# What the task asks
Could you count how many lines of the data include "InstrumentParam" and answer with the number only?

*** The records ***

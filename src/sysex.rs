//! System Exclusive routing and framing.
//!
//! Incoming messages are classified by a first-match table over the message
//! body (the bytes between `F0` and `F7`). The engine executes the matched
//! [`SysexCommand`]. Outbound dumps are framed here so that every dump the
//! engine sends is accepted back by the corresponding store command.

use log::debug;

use crate::bank::{PackedVoice, VoiceBank};
use crate::error::{Error, Result};
use crate::midi::{MidiEvent, SYSEX_END, SYSEX_START};
use crate::packet::{encode_type_a, encode_type_b};
use crate::voice::{OperatorData, VoiceData, MAX_TONES};

/// Yamaha manufacturer ID.
pub const YAMAHA_ID: u8 = 0x43;
/// Sub-status byte of the unit's own message group.
pub const FB01_GROUP: u8 = 0x75;
/// Non-commercial ID used for the native voice load.
pub const NATIVE_ID: u8 = 0x7D;
/// Universal non-realtime.
pub const UNIVERSAL_NON_REALTIME: u8 = 0x7E;
/// Universal realtime.
pub const UNIVERSAL_REALTIME: u8 = 0x7F;

/// Bytes after `7D 0A` in a native voice load.
pub const NATIVE_VOICE_LEN: usize = 50;

/// One byte test: `body[index] & mask == value`.
#[derive(Clone, Copy, Debug, PartialEq, Eq)]
pub struct Match {
    /// Byte offset into the body.
    pub index: usize,
    /// Bits compared.
    pub mask: u8,
    /// Expected value after masking.
    pub value: u8,
}

const fn eq(index: usize, value: u8) -> Match {
    Match {
        index,
        mask: 0xFF,
        value,
    }
}

const fn masked(index: usize, mask: u8, value: u8) -> Match {
    Match { index, mask, value }
}

/// What a matched message asks for. Fields are read from the body by the
/// engine.
#[derive(Clone, Copy, Debug, PartialEq, Eq)]
pub enum SysexCommand {
    /// `43 75 s 70 ...`: embedded event list.
    EventList,
    /// `43 75 s 18+i p d [d2]`.
    InstrumentParam,
    /// `43 75 s 10 p d`.
    SystemParam,
    /// `43 75 s 20 00 b`.
    BankDumpRequest,
    /// `43 75 s 20 01 00`.
    CurrentConfigDumpRequest,
    /// `43 75 s 20 02 x`.
    ConfigDumpRequest,
    /// `43 75 s 20 03 00`.
    AllConfigDumpRequest,
    /// `43 75 s 20 04 00`.
    UnitIdDumpRequest,
    /// `43 75 s 20 40 x`.
    ConfigStore,
    /// `43 75 s 28+i 40 00`.
    VoiceDumpRequest,
    /// `43 75 s 28+i 00 d`.
    StoreVoiceRam,
    /// `43 75 s 00 00 b ...` and `43 75 s 00 06 b ...`.
    BankStore,
    /// `43 75 s 00 01 00 ...`.
    CurrentConfigStore,
    /// `43 75 s 00 02 x ...`.
    ConfigMemoryStore,
    /// `43 75 s 00 03 00 ...`.
    AllConfigStore,
    /// `43 75 s 08+i 00 00 ...`.
    SingleVoiceStore,
    /// `43 2s 0C`.
    Ram1DumpRequest,
    /// `43 0s 0C ...`.
    Ram1Store,
    /// `43 1n 15 p d [d2]`.
    ChannelParam,
    /// `7E xx 09 01`.
    GmModeOn,
    /// `7F xx 04 01 lsb msb`.
    MasterVolume,
    /// `7D 0A ...`.
    NativeVoiceLoad,
}

impl SysexCommand {
    /// True for messages addressed by system channel in byte 2.
    pub fn uses_system_channel(self) -> bool {
        !matches!(
            self,
            SysexCommand::Ram1DumpRequest
                | SysexCommand::Ram1Store
                | SysexCommand::ChannelParam
                | SysexCommand::GmModeOn
                | SysexCommand::MasterVolume
                | SysexCommand::NativeVoiceLoad
        )
    }
}

/// A named body pattern.
#[derive(Debug)]
pub struct SysexRoute {
    /// Name used in logs.
    pub name: &'static str,
    /// Every test must pass.
    pub pattern: &'static [Match],
    /// Command to run.
    pub command: SysexCommand,
}

const FB01: [Match; 3] = [eq(0, YAMAHA_ID), eq(1, FB01_GROUP), masked(2, 0xF0, 0x00)];

macro_rules! fb01 {
    ($($m:expr),*) => {
        &[FB01[0], FB01[1], FB01[2], $($m),*]
    };
}

/// Dispatch table, first match wins.
pub static ROUTES: &[SysexRoute] = &[
    SysexRoute {
        name: "event list",
        pattern: fb01!(eq(3, 0x70)),
        command: SysexCommand::EventList,
    },
    SysexRoute {
        name: "instrument parameter change",
        pattern: fb01!(masked(3, 0xF8, 0x18)),
        command: SysexCommand::InstrumentParam,
    },
    SysexRoute {
        name: "system parameter change",
        pattern: fb01!(eq(3, 0x10)),
        command: SysexCommand::SystemParam,
    },
    SysexRoute {
        name: "voice bank dump request",
        pattern: fb01!(eq(3, 0x20), eq(4, 0x00)),
        command: SysexCommand::BankDumpRequest,
    },
    SysexRoute {
        name: "current configuration dump request",
        pattern: fb01!(eq(3, 0x20), eq(4, 0x01), eq(5, 0x00)),
        command: SysexCommand::CurrentConfigDumpRequest,
    },
    SysexRoute {
        name: "configuration dump request",
        pattern: fb01!(eq(3, 0x20), eq(4, 0x02)),
        command: SysexCommand::ConfigDumpRequest,
    },
    SysexRoute {
        name: "16 configuration dump request",
        pattern: fb01!(eq(3, 0x20), eq(4, 0x03), eq(5, 0x00)),
        command: SysexCommand::AllConfigDumpRequest,
    },
    SysexRoute {
        name: "unit id dump request",
        pattern: fb01!(eq(3, 0x20), eq(4, 0x04), eq(5, 0x00)),
        command: SysexCommand::UnitIdDumpRequest,
    },
    SysexRoute {
        name: "configuration store",
        pattern: fb01!(eq(3, 0x20), eq(4, 0x40)),
        command: SysexCommand::ConfigStore,
    },
    SysexRoute {
        name: "voice bulk dump request",
        pattern: fb01!(masked(3, 0xF8, 0x28), eq(4, 0x40), eq(5, 0x00)),
        command: SysexCommand::VoiceDumpRequest,
    },
    SysexRoute {
        name: "store into voice ram",
        pattern: fb01!(masked(3, 0xF8, 0x28), eq(4, 0x00)),
        command: SysexCommand::StoreVoiceRam,
    },
    SysexRoute {
        name: "voice bank store",
        pattern: fb01!(eq(3, 0x00), eq(4, 0x00)),
        command: SysexCommand::BankStore,
    },
    SysexRoute {
        name: "current configuration store",
        pattern: fb01!(eq(3, 0x00), eq(4, 0x01), eq(5, 0x00)),
        command: SysexCommand::CurrentConfigStore,
    },
    SysexRoute {
        name: "configuration memory store",
        pattern: fb01!(eq(3, 0x00), eq(4, 0x02)),
        command: SysexCommand::ConfigMemoryStore,
    },
    SysexRoute {
        name: "16 configuration store",
        pattern: fb01!(eq(3, 0x00), eq(4, 0x03), eq(5, 0x00)),
        command: SysexCommand::AllConfigStore,
    },
    SysexRoute {
        name: "configuration-2 node message",
        pattern: fb01!(eq(3, 0x00), eq(4, 0x06)),
        command: SysexCommand::BankStore,
    },
    SysexRoute {
        name: "single voice store",
        pattern: fb01!(masked(3, 0xF8, 0x08), eq(4, 0x00), eq(5, 0x00)),
        command: SysexCommand::SingleVoiceStore,
    },
    SysexRoute {
        name: "voice ram1 dump request",
        pattern: &[eq(0, YAMAHA_ID), masked(1, 0xF0, 0x20), eq(2, 0x0C)],
        command: SysexCommand::Ram1DumpRequest,
    },
    SysexRoute {
        name: "voice ram1 bulk store",
        pattern: &[eq(0, YAMAHA_ID), masked(1, 0xF0, 0x00), eq(2, 0x0C)],
        command: SysexCommand::Ram1Store,
    },
    SysexRoute {
        name: "channel parameter change",
        pattern: &[eq(0, YAMAHA_ID), masked(1, 0xF0, 0x10), eq(2, 0x15)],
        command: SysexCommand::ChannelParam,
    },
    SysexRoute {
        name: "gm mode on",
        pattern: &[eq(0, UNIVERSAL_NON_REALTIME), eq(2, 0x09), eq(3, 0x01)],
        command: SysexCommand::GmModeOn,
    },
    SysexRoute {
        name: "master volume",
        pattern: &[eq(0, UNIVERSAL_REALTIME), eq(2, 0x04), eq(3, 0x01)],
        command: SysexCommand::MasterVolume,
    },
    SysexRoute {
        name: "native voice load",
        pattern: &[eq(0, NATIVE_ID), eq(1, 0x0A)],
        command: SysexCommand::NativeVoiceLoad,
    },
];

/// First route whose pattern matches `body`. Bytes past the end never match.
pub fn route(body: &[u8]) -> Option<&'static SysexRoute> {
    ROUTES.iter().find(|r| {
        r.pattern
            .iter()
            .all(|m| body.get(m.index).is_some_and(|&b| b & m.mask == m.value))
    })
}

/// Strip `F0`/`F7` and return the body.
pub fn body(message: &[u8]) -> Result<&[u8]> {
    match message {
        [SYSEX_START, inner @ .., SYSEX_END] if !inner.is_empty() => Ok(inner),
        [SYSEX_START, SYSEX_END] => Err(Error::InvalidSysex("empty body".to_string())),
        [SYSEX_START, ..] => Err(Error::InvalidSysex("missing F7".to_string())),
        _ => Err(Error::InvalidSysex("missing F0".to_string())),
    }
}

/// Receiver of outbound SysEx messages (dumps).
pub trait MidiOut: Send {
    /// Deliver one complete message including `F0` and `F7`.
    fn send(&mut self, message: &[u8]);
}

impl<F: FnMut(&[u8]) + Send> MidiOut for F {
    fn send(&mut self, message: &[u8]) {
        self(message)
    }
}

fn framed(head: &[u8], payload: &[u8]) -> Vec<u8> {
    let mut out = Vec::with_capacity(head.len() + payload.len() + 2);
    out.push(SYSEX_START);
    out.extend_from_slice(head);
    out.extend_from_slice(payload);
    out.push(SYSEX_END);
    out
}

fn type_a_bank(bank: &VoiceBank) -> Vec<u8> {
    let mut payload = encode_type_a(&bank.header()[..]);
    for voice in bank.voices() {
        payload.extend_from_slice(&encode_type_a(&voice.0));
    }
    payload
}

/// `F0 43 75 s 08+i 00 00 <type A voice> F7`, the single voice store of
/// instrument `i`.
pub fn voice_dump(system_channel: u8, instrument: usize, voice: &PackedVoice) -> Vec<u8> {
    framed(
        &[
            YAMAHA_ID,
            FB01_GROUP,
            system_channel & 0x0F,
            0x08 | (instrument as u8 & 7),
            0x00,
            0x00,
        ],
        &encode_type_a(&voice.0),
    )
}

/// `F0 43 75 s 00 00 b <type A header> <48 type A voices> F7`.
pub fn bank_dump(system_channel: u8, bank_index: u8, bank: &VoiceBank) -> Vec<u8> {
    framed(
        &[YAMAHA_ID, FB01_GROUP, system_channel & 0x0F, 0x00, 0x00, bank_index],
        &type_a_bank(bank),
    )
}

/// `F0 43 0s 0C <type A header> <48 type A voices> F7`.
pub fn legacy_bank_dump(system_channel: u8, bank: &VoiceBank) -> Vec<u8> {
    framed(&[YAMAHA_ID, system_channel & 0x0F, 0x0C], &type_a_bank(bank))
}

/// `F0 43 75 s 00 <kind> <index> <type B data> F7`.
pub fn config_dump(system_channel: u8, kind: u8, index: u8, data: &[u8]) -> Vec<u8> {
    framed(
        &[YAMAHA_ID, FB01_GROUP, system_channel & 0x0F, 0x00, kind, index],
        &encode_type_b(data),
    )
}

/// `F0 43 75 s 20 04 00 <id> F7`.
pub fn unit_id_dump(system_channel: u8) -> Vec<u8> {
    framed(
        &[YAMAHA_ID, FB01_GROUP, system_channel & 0x0F, 0x20, 0x04, 0x00],
        &[system_channel & 0x0F],
    )
}

/// Decode a 1- or 2-byte parameter value. Two bytes carry the low then high
/// nibble.
pub fn param_value(param: u8, data: &[u8]) -> Option<u8> {
    let lo = *data.first()?;
    if param & 0x40 != 0 {
        let hi = *data.get(1)?;
        Some((lo & 0x0F) | (hi & 0x0F) << 4)
    } else {
        Some(lo)
    }
}

/// One entry of an event list message.
#[derive(Clone, Debug, PartialEq, Eq)]
pub enum ListEvent {
    /// A channel message.
    Midi(MidiEvent),
    /// Instrument parameter change on instrument `instrument`.
    InstrumentParam {
        /// Instrument, 0..7.
        instrument: usize,
        /// Parameter number.
        param: u8,
        /// Value.
        value: u8,
    },
}

/// Decode the sub-messages of an event list (the bytes after `43 75 s 70`).
/// Decoding stops at the first unknown or truncated entry.
pub fn parse_event_list(mut bytes: &[u8]) -> Vec<ListEvent> {
    let mut out = Vec::new();
    while let Some(&head) = bytes.first() {
        let n = head & 0x0F;
        let len = match head >> 4 {
            0 | 4 | 5 => 2,
            1 | 3 | 7 => 3,
            6 | 8 => 4,
            2 => 5,
            _ => {
                debug!("SYSEX: unknown event list entry {:#04x}", head);
                break;
            }
        };
        let Some(entry) = bytes.get(..len) else {
            debug!("SYSEX: truncated event list entry {:#04x}", head);
            break;
        };
        let d = |i: usize| entry[i] & 0x7F;
        let event = match head >> 4 {
            0 => ListEvent::Midi(MidiEvent::NoteOff {
                channel: n,
                note: d(1),
                velocity: 0,
            }),
            1 => ListEvent::Midi(MidiEvent::NoteOn {
                channel: n,
                note: d(1),
                velocity: d(2),
            }),
            2 => {
                debug!(
                    "SYSEX: key on with duration {} ignored",
                    (d(3) as u16) << 7 | d(4) as u16
                );
                ListEvent::Midi(MidiEvent::NoteOn {
                    channel: n,
                    note: d(1),
                    velocity: d(2),
                })
            }
            3 => ListEvent::Midi(MidiEvent::ControlChange {
                channel: n,
                controller: d(1),
                value: d(2),
            }),
            4 => ListEvent::Midi(MidiEvent::ProgramChange {
                channel: n,
                program: d(1),
            }),
            5 => ListEvent::Midi(MidiEvent::ChannelPressure {
                channel: n,
                pressure: d(1),
            }),
            6 => ListEvent::Midi(MidiEvent::PitchBend {
                channel: n,
                value: (d(2) as u16) << 7 | d(1) as u16,
            }),
            7 => ListEvent::InstrumentParam {
                instrument: (n & 7) as usize,
                param: d(1) & 0x3F,
                value: d(2),
            },
            _ => ListEvent::InstrumentParam {
                instrument: (n & 7) as usize,
                param: d(1) & 0x3F,
                value: (d(2) & 0x0F) | (d(3) & 0x0F) << 4,
            },
        };
        out.push(event);
        bytes = &bytes[len..];
    }
    out
}

/// Decode a native voice load payload (the bytes after `7D 0A`).
///
/// Layout: tone MSB, tone LSB, 11 values per operator in voice-file order,
/// CON, FL, slot mask, checksum. All bytes sum to 0 modulo 128. Returns
/// `None` when the length, checksum or tone number is wrong.
pub fn parse_native_voice(payload: &[u8]) -> Option<(usize, VoiceData)> {
    let e = payload.get(..NATIVE_VOICE_LEN)?;
    let sum = e.iter().fold(0u8, |acc, &b| acc.wrapping_add(b));
    if sum & 0x7F != 0 {
        return None;
    }
    let tone = (e[0] as usize & 0x7F) << 7 | e[1] as usize & 0x7F;
    if tone >= MAX_TONES {
        return None;
    }
    let op = |k: usize, i: usize| e[2 + k * 11 + i];
    let ops = std::array::from_fn(|k| {
        OperatorData::from_file_order(
            op(k, 0),
            op(k, 1),
            op(k, 2),
            op(k, 3),
            op(k, 4),
            op(k, 5),
            op(k, 6),
            op(k, 7),
            op(k, 8),
            op(k, 9),
            op(k, 10),
        )
        .masked()
    });
    Some((
        tone,
        VoiceData {
            name: format!("V{:03}", tone),
            con: e[46] & 7,
            fl: e[47] & 7,
            slot_mask: e[48] & 0x0F,
            ops,
        },
    ))
}

/// Build a native voice load message for `voice` at `tone`.
pub fn native_voice_message(tone: usize, voice: &VoiceData) -> Vec<u8> {
    let mut e = Vec::with_capacity(NATIVE_VOICE_LEN);
    e.push(((tone >> 7) & 0x7F) as u8);
    e.push((tone & 0x7F) as u8);
    for op in voice.ops.iter().map(|op| op.masked()) {
        e.extend_from_slice(&[
            op.ar, op.d1r, op.d2r, op.rr, op.sl, op.tl, op.ks, op.mul, op.dt1, op.dt2, op.ame,
        ]);
    }
    e.extend_from_slice(&[voice.con & 7, voice.fl & 7, voice.slot_mask & 0x0F]);
    let sum = e.iter().fold(0u8, |acc, &b| acc.wrapping_add(b));
    e.push(sum.wrapping_neg() & 0x7F);
    framed(&[NATIVE_ID, 0x0A], &e)
}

*** End of The records ***

# Solution
5